Many new parsers have become available with the advent of XML, and some organizations may prefer the functionality that is only available with new parsers (Java servlet integration, for example). The downside to changing parsers is the necessity of changing existing work processes (for example, the need to modify scripts that expect to talk to the old parser, or the need to re-educate users about different command-line arguments). Note also that XML parsers do not parse SGML.
XML parsers are more likely to stop processing upon encountering an error in the input than SGML processors (the result of some strictures in the XML specifications). It is therefore easier to use an SGML parser to collect errors, fix them all, then attempt to parse again. The more usual workflow with an XML parser may be to catch and fix errors one at a time.
Besides the parser, indexing tools, web output builders, and any tools that need to parse the input should also be evaluated. In addition, the names of the files containing the document instances in the new XML processing environment may change; SGML files typically use either a ‘.sgm’ or ‘.sgml’ suffix, whereas XML files typically use a ‘.xml’ suffix. For projects using source control, this will mean notifying the source control system of the changed filenames.
Note that old SGML ISO entity sets will not work with your new XML documents unless they have been specifically altered for the purpose; they should be replaced with the XML equivalents, available in a variety of places, including the TEI website..
General Recommendations
This section identifies and discusses key issues that you should consider before migrating your documents. SGML to XML migration of literary documents is a data migration process like any other, and some care should be taken to anticipate possible problems and reduce the potential risks. A bigger and more complex document collection is more likely to have higher migration costs and risks, so a proportional amount of planning is required.

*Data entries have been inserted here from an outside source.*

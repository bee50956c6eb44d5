use regex::Regex;
use time::{Date, Month};

use crate::{
	query::{DateRange, QueryFilters},
	scope::Scope,
};

const MIN_YEAR: i32 = 1900;
const MAX_YEAR: i32 = 2999;
const HISTORICAL_PATTERN: &str = r"\b(previous|prior|old|older|former|formerly|history|historical|historically|used to|back in|earlier|superseded|outdated|before \d{4})\b";

#[derive(Clone, Copy, Debug)]
enum DateCue {
	Between,
	Since,
	Before,
	In,
}

const DATE_PATTERNS: [(DateCue, &str); 4] = [
	(DateCue::Between, r"\bbetween (\d{4}) and (\d{4})\b"),
	(DateCue::Since, r"\b(?:since|after|from) (\d{4})\b"),
	(DateCue::Before, r"\b(?:before|prior to|until) (\d{4})\b"),
	(DateCue::In, r"\b(?:in|during|for) (\d{4})\b"),
];

/// Heuristic filter extraction over lowercase query text.
pub struct FilterExtractor {
	departments: Vec<String>,
	regions: Vec<String>,
	date_patterns: Vec<(DateCue, Regex)>,
	historical: Option<Regex>,
}
impl FilterExtractor {
	pub fn new(departments: &[String], regions: &[String]) -> Self {
		let date_patterns = DATE_PATTERNS
			.iter()
			.filter_map(|(cue, pattern)| Regex::new(pattern).ok().map(|re| (*cue, re)))
			.collect();

		Self {
			departments: departments.iter().map(|value| value.to_lowercase()).collect(),
			regions: regions.iter().map(|value| value.to_lowercase()).collect(),
			date_patterns,
			historical: Regex::new(HISTORICAL_PATTERN).ok(),
		}
	}

	/// Builds filters from `text` and the caller scope.
	///
	/// Scope values win over inferred ones, and ACL groups come from the scope alone.
	pub fn extract(&self, text: &str, scope: &Scope) -> QueryFilters {
		let department = scope
			.department
			.as_ref()
			.map(|value| value.trim().to_lowercase())
			.filter(|value| !value.is_empty())
			.or_else(|| find_vocabulary(text, &self.departments));
		let region = scope
			.region
			.as_ref()
			.map(|value| value.trim().to_lowercase())
			.filter(|value| !value.is_empty())
			.or_else(|| find_vocabulary(text, &self.regions));

		QueryFilters {
			department,
			region,
			date_range: self.extract_date_range(text),
			acl_groups: scope.sorted_groups(),
		}
	}

	pub fn is_historical(&self, text: &str) -> bool {
		self.historical.as_ref().map(|re| re.is_match(text)).unwrap_or(false)
	}

	fn extract_date_range(&self, text: &str) -> Option<DateRange> {
		for (cue, re) in &self.date_patterns {
			let Some(captures) = re.captures(text) else { continue };
			let first = captures.get(1).and_then(|m| parse_year(m.as_str()));
			let range = match cue {
				DateCue::Between => {
					let second = captures.get(2).and_then(|m| parse_year(m.as_str()));

					match (first, second) {
						(Some(lhs), Some(rhs)) => {
							let (lo, hi) = if lhs <= rhs { (lhs, rhs) } else { (rhs, lhs) };

							DateRange { from: year_start(lo), to: year_end(hi) }
						},
						_ => continue,
					}
				},
				DateCue::Since => DateRange { from: first.and_then(year_start), to: None },
				DateCue::Before =>
					DateRange { from: None, to: first.and_then(|year| year_end(year - 1)) },
				DateCue::In =>
					DateRange { from: first.and_then(year_start), to: first.and_then(year_end) },
			};

			if !range.is_unbounded() {
				return Some(range);
			}
		}

		None
	}
}

fn find_vocabulary(text: &str, vocabulary: &[String]) -> Option<String> {
	let mut padded = String::with_capacity(text.len() + 2);

	padded.push(' ');

	for ch in text.chars() {
		if ch.is_alphanumeric() { padded.push(ch) } else { padded.push(' ') }
	}

	padded.push(' ');

	vocabulary
		.iter()
		.find(|word| padded.contains(format!(" {word} ").as_str()))
		.cloned()
}

fn parse_year(raw: &str) -> Option<i32> {
	raw.parse::<i32>().ok().filter(|year| (MIN_YEAR..=MAX_YEAR).contains(year))
}

fn year_start(year: i32) -> Option<Date> {
	Date::from_calendar_date(year, Month::January, 1).ok()
}

fn year_end(year: i32) -> Option<Date> {
	Date::from_calendar_date(year, Month::December, 31).ok()
}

Homogeneity and collection size
The degree of difficulty a project will encounter in migration is determined at least in part by its technical diversity. If all of the documents in a collection use a common DTD (such as teilite.dtd) and have approximately the same level of markup complexity, then the migration process is fairly simple. You may be able to develop a single migration process for the whole collection and even automate it to run in batch mode. A project with multiple DTDs that use TEI-compatible customizations would be more difficult: document conversion from SGML to XML can still be automated, but some time should be reserved for building a new XML DTD with the required customizations.
The most challenging scenario is a big repository with several collections and multiple DTDs that are not fully TEI-compliant (e.g., DTDs with modifications that do not match the customizations mechanism). Document conversion in this case may be time-consuming and complex, so the project staff should be sure to reserve extra time and resources for unexpected problems.
Target production environment
It would be wise to define, test, and tweak your target XML processing environment before migrating whole sets of documents in order to avoid snags in processing and maintaining the resulting XML files. If possible, choose components for your working XML environment first, and be sure to test, integrate, and fine-tune all tools, so that you can start full production of new documents and maintain or reprocess old SGML documents immediately after migration.
Be sure to check your test documents in the new processing environment before migrating the whole lot and to make sure that your processes (e.g., validation, error-checking, printing procedures, transformation to HTML) will work in XML.
Training and XML tools
If the project staff is already comfortable with SGML, they should have no problem adjusting to XML. The new XML tools are more user-friendly, so your staff may actually find them easier to work with. They will still require proper training, however, and the chance to learn about related technologies such as XSL for rendering and transforming XML documents.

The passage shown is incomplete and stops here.